No entanto, de novo, entregar produtos muitas vezes perecíveis demandou uma mudança radical de comportamento de empresários do varejo supermercadista e, claro, escancarou as portas para a inovação nesse segmento. Nesse sentido, houve a inserção em larga escala de pequenos centros de distribuição localizados em pontos estratégicos das cidades – e muito provavelmente bem perto da sua casa. Entre outros motivos, isso garante maior rapidez na entrega de produtos.
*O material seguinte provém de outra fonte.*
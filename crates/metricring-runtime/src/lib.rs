//! metricring runtime library entry.
//!
//! This crate wires the core registries into a running process: the registry
//! directory, the Tokio tasks that rotate tracking registries on a timer, and
//! the strict YAML config that declares registries up front. It is consumed by
//! the reporter binary (`main.rs`) and by integration tests.

pub mod config;
pub mod directory;
pub mod tracking;

pub use directory::RegistryDirectory;
pub use tracking::{TrackingOptions, TrackingRegistry};
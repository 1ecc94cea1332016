//! metricring reporter
//!
//! Boots a registry directory from `METRICRING_CONFIG` (default
//! `metricring.yaml`), prints every registry's text dump on the configured
//! report interval and stops all rotation tasks on Ctrl-C.

use std::process::ExitCode;
use std::time::Duration;

use tokio::time::MissedTickBehavior;
use tracing_subscriber::{fmt, EnvFilter};

use metricring_core::Result;
use metricring_runtime::{config, RegistryDirectory};

const DEFAULT_CONFIG_PATH: &str = "metricring.yaml";

#[tokio::main]
async fn main() -> ExitCode {
    fmt().with_env_filter(EnvFilter::from_default_env()).init();

    match run().await {
        Ok(()) => ExitCode::SUCCESS,
        Err(e) => {
            tracing::error!(error = %e, code = e.code().as_str(), "metricring failed");
            ExitCode::FAILURE
        }
    }
}

async fn run() -> Result<()> {
    let path = std::env::var("METRICRING_CONFIG").unwrap_or_else(|_| DEFAULT_CONFIG_PATH.to_string());
    let cfg = config::load_from_file(&path)?;

    let directory = RegistryDirectory::new();
    config::build_directory(&cfg, &directory)?;
    tracing::info!(%path, registries = directory.len(), "metricring started");

    let mut report = tokio::time::interval(Duration::from_millis(cfg.report.interval_ms));
    report.set_missed_tick_behavior(MissedTickBehavior::Delay);

    loop {
        tokio::select! {
            _ = report.tick() => {
                for name in directory.registry_names() {
                    match directory.dump_registry(&name) {
                        Ok(text) => println!("{text}"),
                        Err(e) => tracing::warn!(registry = %name, error = %e, "dump failed"),
                    }
                }
            }
            res = tokio::signal::ctrl_c() => {
                if let Err(e) = res {
                    tracing::warn!(error = %e, "ctrl-c handler failed, shutting down");
                }
                break;
            }
        }
    }

    directory.shutdown().await;
    tracing::info!("metricring stopped");
    Ok(())
}
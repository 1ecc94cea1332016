//! Snapshots and the fixed-capacity ring that stores them.

use std::collections::{HashMap, VecDeque};

use chrono::{DateTime, TimeDelta, Utc};
use serde::Deserialize;

use crate::error::{MetricsError, Result};
use crate::metric::Sample;

/// How shifted snapshots are timestamped when a new one is pushed.
#[derive(Debug, Clone, Copy, PartialEq, Eq, Default, Deserialize)]
#[serde(rename_all = "lowercase")]
pub enum TimestampPolicy {
    /// Slot `i` is re-stamped `i` intervals before slot 0, so displayed
    /// spacing is uniform even when the scheduler jitters. Only slot 0 carries
    /// a true capture time. Ticks the scheduler skipped are hidden: the
    /// neighbours of a gap are still stamped one interval apart.
    #[default]
    Synthetic,
    /// Every snapshot keeps the instant it was captured.
    Captured,
}

/// Immutable, timestamped copy of a registry's values.
///
/// Values are frozen [`Sample`]s, detached from the live metrics: updates made
/// after the capture are never visible here, and nothing a reader does with a
/// clone reaches the stored history.
#[derive(Debug, Clone)]
pub struct Snapshot {
    timestamp: DateTime<Utc>,
    /// Registration order.
    values: Vec<Sample>,
}

impl Snapshot {
    pub(crate) fn new(timestamp: DateTime<Utc>, values: Vec<Sample>) -> Self {
        Self { timestamp, values }
    }

    pub fn timestamp(&self) -> DateTime<Utc> {
        self.timestamp
    }

    pub fn get_metric_by_name(&self, name: &str) -> Result<&Sample> {
        if name.is_empty() {
            return Err(MetricsError::EmptyMetricName);
        }
        self.values
            .iter()
            .find(|m| m.name() == name)
            .ok_or_else(|| MetricsError::MetricNameUnknown(name.to_string()))
    }

    /// Name to value mapping (copy).
    pub fn get_metrics(&self) -> HashMap<String, Sample> {
        self.values
            .iter()
            .map(|m| (m.name().to_string(), m.clone()))
            .collect()
    }

    /// Captured metrics in registration order.
    pub fn metrics(&self) -> impl Iterator<Item = &Sample> {
        self.values.iter()
    }

    pub fn len(&self) -> usize {
        self.values.len()
    }

    pub fn is_empty(&self) -> bool {
        self.values.is_empty()
    }
}

/// Ring buffer of snapshots, most recent first.
///
/// Length grows from 0 to `capacity` and then stays there; each push beyond
/// that evicts the oldest snapshot.
#[derive(Debug, Clone)]
pub struct SnapshotRing {
    capacity: usize,
    interval: TimeDelta,
    policy: TimestampPolicy,
    slots: VecDeque<Snapshot>,
}

impl SnapshotRing {
    /// Fails with `InvalidInterval` when `interval` is not positive.
    pub fn new(capacity: usize, interval: TimeDelta, policy: TimestampPolicy) -> Result<Self> {
        if interval <= TimeDelta::zero() {
            return Err(MetricsError::InvalidInterval);
        }
        Ok(Self {
            capacity,
            interval,
            policy,
            slots: VecDeque::with_capacity(capacity),
        })
    }

    pub fn capacity(&self) -> usize {
        self.capacity
    }

    pub fn interval(&self) -> TimeDelta {
        self.interval
    }

    pub fn policy(&self) -> TimestampPolicy {
        self.policy
    }

    pub fn len(&self) -> usize {
        self.slots.len()
    }

    pub fn is_empty(&self) -> bool {
        self.slots.is_empty()
    }

    /// Put `snapshot` in slot 0, shifting the rest toward the tail.
    /// With capacity 0 the snapshot is discarded.
    pub fn push(&mut self, snapshot: Snapshot) {
        if self.capacity == 0 {
            return;
        }
        if self.slots.len() == self.capacity {
            self.slots.pop_back();
        }
        self.slots.push_front(snapshot);

        if self.policy == TimestampPolicy::Synthetic {
            self.respace();
        }
    }

    fn respace(&mut self) {
        let Some(newest) = self.slots.front().map(Snapshot::timestamp) else {
            return;
        };
        let interval = self.interval;
        for (i, slot) in self.slots.iter_mut().enumerate().skip(1) {
            let stamp = i32::try_from(i)
                .ok()
                .and_then(|i| interval.checked_mul(i))
                .and_then(|back| newest.checked_sub_signed(back));
            if let Some(stamp) = stamp {
                slot.timestamp = stamp;
            }
        }
    }

    pub fn iter(&self) -> impl Iterator<Item = &Snapshot> {
        self.slots.iter()
    }

    /// Copy of every snapshot, most recent first.
    pub fn snapshots(&self) -> Vec<Snapshot> {
        self.slots.iter().cloned().collect()
    }
}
Em linhas gerais, esse foi o caminho adotado pela Daki, empresa que realiza delivery de produtos de supermercados em até 15 minutos. Rodrigo Maroja, cofounder da empresa, lembra que a empresa decidiu estocar o produto para ter o domínio da jornada de relacionamento com o cliente. Ou seja, no fim, a empresa queria evitar ficar refém do parceiro: o consumidor adquire o produto no app, mas, no fim, a mercadoria não está disponível no varejista.
“Decidimos garantir qualidade de ponta a ponta. Entendemos que precisávamos ter um nível de controle maior, construído exclusivamente para o online. Então, focamos na construção de minis centros de distribuição. Então, somos donos do armazém e oferecemos os produtos que temos”, explica.
Futuro do delivery
Na visão de especialistas, o futuro do delivery precisará superar diversas barreiras. Uma delas (e talvez a mais importante) é diminuir para horas ou minutos o tempo de entrega de produtos de maior valor agregado, caso de uma geladeira.
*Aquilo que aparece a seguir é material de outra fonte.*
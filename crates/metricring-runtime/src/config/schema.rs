use std::collections::HashSet;

use serde::Deserialize;

use metricring_core::error::{MetricsError, Result};
use metricring_core::{MetricKind, TimestampPolicy};

#[derive(Debug, Deserialize)]
#[serde(deny_unknown_fields)]
pub struct MetricsConfig {
    pub version: u32,

    #[serde(default)]
    pub report: ReportSection,

    #[serde(default)]
    pub registries: Vec<RegistryConfig>,
}

impl MetricsConfig {
    pub fn validate(&self) -> Result<()> {
        if self.version != 1 {
            return Err(MetricsError::Config(format!(
                "unsupported config version {}",
                self.version
            )));
        }

        self.report.validate()?;

        let mut names = HashSet::new();
        for r in &self.registries {
            r.validate()?;
            if !names.insert(r.name.as_str()) {
                return Err(MetricsError::Config(format!(
                    "duplicate registry name: {}",
                    r.name
                )));
            }
        }
        Ok(())
    }
}

#[derive(Debug, Deserialize)]
#[serde(deny_unknown_fields)]
pub struct ReportSection {
    #[serde(default = "default_report_interval_ms")]
    pub interval_ms: u64,
}

impl Default for ReportSection {
    fn default() -> Self {
        Self {
            interval_ms: default_report_interval_ms(),
        }
    }
}

impl ReportSection {
    pub fn validate(&self) -> Result<()> {
        if self.interval_ms < 100 {
            return Err(MetricsError::Config(
                "report.interval_ms must be at least 100".into(),
            ));
        }
        Ok(())
    }
}

fn default_report_interval_ms() -> u64 {
    10_000
}

#[derive(Debug, Deserialize)]
#[serde(deny_unknown_fields)]
pub struct RegistryConfig {
    pub name: String,

    /// Present for tracking registries.
    #[serde(default)]
    pub tracking: Option<TrackingConfig>,

    #[serde(default)]
    pub metrics: Vec<MetricConfig>,
}

impl RegistryConfig {
    pub fn validate(&self) -> Result<()> {
        if self.name.is_empty() {
            return Err(MetricsError::Config("registry name must not be empty".into()));
        }
        if let Some(t) = &self.tracking {
            if t.interval_ms == 0 {
                return Err(MetricsError::Config(format!(
                    "registries[{}].tracking.interval_ms must be greater than 0",
                    self.name
                )));
            }
        }

        let mut names = HashSet::new();
        for m in &self.metrics {
            if m.name.is_empty() {
                return Err(MetricsError::Config(format!(
                    "registries[{}] has a metric with an empty name",
                    self.name
                )));
            }
            if !names.insert(m.name.as_str()) {
                return Err(MetricsError::Config(format!(
                    "registries[{}] declares metric {} twice",
                    self.name, m.name
                )));
            }
        }
        Ok(())
    }
}

#[derive(Debug, Deserialize)]
#[serde(deny_unknown_fields)]
pub struct TrackingConfig {
    pub capacity: usize,
    pub interval_ms: u64,
    #[serde(default)]
    pub align: bool,
    #[serde(default)]
    pub timestamps: TimestampPolicy,
}

#[derive(Debug, Deserialize)]
#[serde(deny_unknown_fields)]
pub struct MetricConfig {
    pub name: String,
    pub kind: MetricKind,
}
Para isso, empresas apostam na criação de diversos pequenos centros de distribuição em inúmeros pontos de uma cidade. Além disso, as empresas precisam “prever” produtos que serão adquiridos pelos consumidores. Na prática, a ideia é garantir que o armazenamento das mercadorias sempre estoque. Parece difícil, mas esse é justamente o papel da big data nos aplicativos ou mesmo no gerenciamento do estoque.
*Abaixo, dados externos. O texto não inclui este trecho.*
//! Registry: uniquely named metrics in registration order, optionally with a
//! snapshot history.
//!
//! Plain and tracking registries share this one type. A tracking registry is a
//! registry whose state carries a [`SnapshotRing`]; callers ask
//! [`Registry::is_tracking`] instead of matching on a concrete kind. Driving
//! rotation on a timer is the runtime's job, not this module's.

use std::collections::{HashMap, HashSet};
use std::sync::{Mutex, MutexGuard, PoisonError};
use std::time::Duration;

use chrono::{DateTime, TimeDelta, Utc};

use crate::error::{MetricsError, Result};
use crate::metric::Metric;
use crate::render;
use crate::snapshot::{Snapshot, SnapshotRing, TimestampPolicy};

/// Snapshot history settings for a tracking registry.
#[derive(Debug, Clone, Copy, PartialEq, Eq)]
pub struct HistoryOptions {
    /// Number of snapshots kept. 0 keeps none but rotation still resets.
    pub capacity: usize,
    /// Rotation period; also the synthetic spacing between snapshots.
    pub interval: Duration,
    pub timestamps: TimestampPolicy,
}

pub struct Registry {
    name: String,
    state: Mutex<RegistryState>,
}

#[derive(Default)]
struct RegistryState {
    metrics: HashMap<String, Metric>,
    order: Vec<String>,
    history: Option<SnapshotRing>,
}

impl RegistryState {
    fn ordered(&self) -> Vec<Metric> {
        self.order
            .iter()
            .filter_map(|n| self.metrics.get(n))
            .cloned()
            .collect()
    }
}

impl Registry {
    /// Plain registry without history. Prefer creating registries through a
    /// directory so the name is unique process-wide.
    pub fn new(name: impl Into<String>) -> Result<Self> {
        let name = name.into();
        if name.is_empty() {
            return Err(MetricsError::EmptyRegistryName);
        }
        Ok(Self {
            name,
            state: Mutex::new(RegistryState::default()),
        })
    }

    /// Registry that keeps up to `opts.capacity` snapshots.
    pub fn with_history(name: impl Into<String>, opts: HistoryOptions) -> Result<Self> {
        let interval = TimeDelta::from_std(opts.interval).map_err(|_| MetricsError::InvalidInterval)?;
        let ring = SnapshotRing::new(opts.capacity, interval, opts.timestamps)?;
        let registry = Self::new(name)?;
        registry.lock().history = Some(ring);
        Ok(registry)
    }

    pub fn name(&self) -> &str {
        &self.name
    }

    // No user code runs under this lock, so a poisoned state is still consistent.
    fn lock(&self) -> MutexGuard<'_, RegistryState> {
        self.state.lock().unwrap_or_else(PoisonError::into_inner)
    }

    /// Register a batch of metrics.
    ///
    /// All-or-nothing: the whole batch is validated first (blank names,
    /// names already registered, duplicates inside the batch) and nothing is
    /// inserted if any metric is rejected. The existing metric is never
    /// replaced.
    pub fn add_metrics<I>(&self, metrics: I) -> Result<()>
    where
        I: IntoIterator<Item = Metric>,
    {
        let batch: Vec<Metric> = metrics.into_iter().collect();
        let mut state = self.lock();

        {
            let mut seen = HashSet::with_capacity(batch.len());
            for m in &batch {
                let name = m.name();
                if name.is_empty() {
                    return Err(MetricsError::EmptyMetricName);
                }
                if state.metrics.contains_key(name) || !seen.insert(name) {
                    return Err(MetricsError::MetricNameExists(name.to_string()));
                }
            }
        }

        for m in batch {
            let name = m.name().to_string();
            state.order.push(name.clone());
            state.metrics.insert(name, m);
        }
        Ok(())
    }

    pub fn add_metric(&self, metric: impl Into<Metric>) -> Result<()> {
        self.add_metrics([metric.into()])
    }

    pub fn get_metric_by_name(&self, name: &str) -> Result<Metric> {
        if name.is_empty() {
            return Err(MetricsError::EmptyMetricName);
        }
        self.lock()
            .metrics
            .get(name)
            .cloned()
            .ok_or_else(|| MetricsError::MetricNameUnknown(name.to_string()))
    }

    /// Copy of the name to metric mapping. The handles still point at the
    /// live cells; the map itself is detached from later registrations.
    pub fn get_metrics(&self) -> HashMap<String, Metric> {
        self.lock().metrics.clone()
    }

    /// Live metric handles in registration order.
    pub fn metrics(&self) -> Vec<Metric> {
        self.lock().ordered()
    }

    pub fn metric_names(&self) -> Vec<String> {
        self.lock().order.clone()
    }

    pub fn len(&self) -> usize {
        self.lock().order.len()
    }

    pub fn is_empty(&self) -> bool {
        self.len() == 0
    }

    /// Whether this registry keeps snapshot history.
    pub fn is_tracking(&self) -> bool {
        self.lock().history.is_some()
    }

    /// History capacity, `None` for plain registries.
    pub fn capacity(&self) -> Option<usize> {
        self.lock().history.as_ref().map(SnapshotRing::capacity)
    }

    /// Copy of the snapshot history, most recent first. `None` for plain
    /// registries.
    pub fn snapshots(&self) -> Option<Vec<Snapshot>> {
        self.lock().history.as_ref().map(SnapshotRing::snapshots)
    }

    /// Point-in-time copy of every metric without resetting anything.
    pub fn capture(&self, now: DateTime<Utc>) -> Snapshot {
        let state = self.lock();
        let values = state
            .order
            .iter()
            .filter_map(|n| state.metrics.get(n))
            .map(Metric::copy)
            .collect();
        Snapshot::new(now, values)
    }

    /// Capture every metric into a new snapshot stamped `now`, reset the
    /// metrics to zero and push the snapshot into the history ring.
    ///
    /// Returns `false` (and touches nothing) for plain registries.
    pub fn rotate(&self, now: DateTime<Utc>) -> bool {
        let mut guard = self.lock();
        let state = &mut *guard;
        let Some(ring) = state.history.as_mut() else {
            return false;
        };

        if ring.capacity() == 0 {
            state.metrics.values().for_each(Metric::flush);
        } else {
            let values = state
                .order
                .iter()
                .filter_map(|n| state.metrics.get(n))
                .map(Metric::take)
                .collect();
            ring.push(Snapshot::new(now, values));
        }

        tracing::debug!(
            registry = %self.name,
            snapshots = ring.len(),
            metrics = state.order.len(),
            "registry rotated"
        );
        true
    }

    /// Plain-text rendering, see [`crate::render`].
    pub fn dump(&self) -> String {
        let (current, history) = {
            let state = self.lock();
            (state.ordered(), state.history.as_ref().map(SnapshotRing::snapshots))
        };
        render::render_registry(&current, history.as_deref())
    }
}

impl std::fmt::Debug for Registry {
    fn fmt(&self, f: &mut std::fmt::Formatter<'_>) -> std::fmt::Result {
        f.debug_struct("Registry")
            .field("name", &self.name)
            .field("metrics", &self.len())
            .field("tracking", &self.is_tracking())
            .finish()
    }
}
“Antes de vender um produto, nós enviamos a mercadoria para o galpão. Antes de alguém comprar uma flauta em Roraima, o instrumento musical já estará lá. É a previsibilidade do que iremos vender”, afirma Micali. Outro desafio é garantir a oferta de galpões no futuro diante do aumento de empresas interessadas em garantir estoques dentro da última milha – e que aprimoram a jornada do cliente na venda.
“Além da questão de oferta desses espaços, precisamos pensar ainda na questão burocrática. Empresa nova para conseguir uma garantia para o aluguel é muito complexo. Isso foi um super desafio para nós”, afirma Maroja.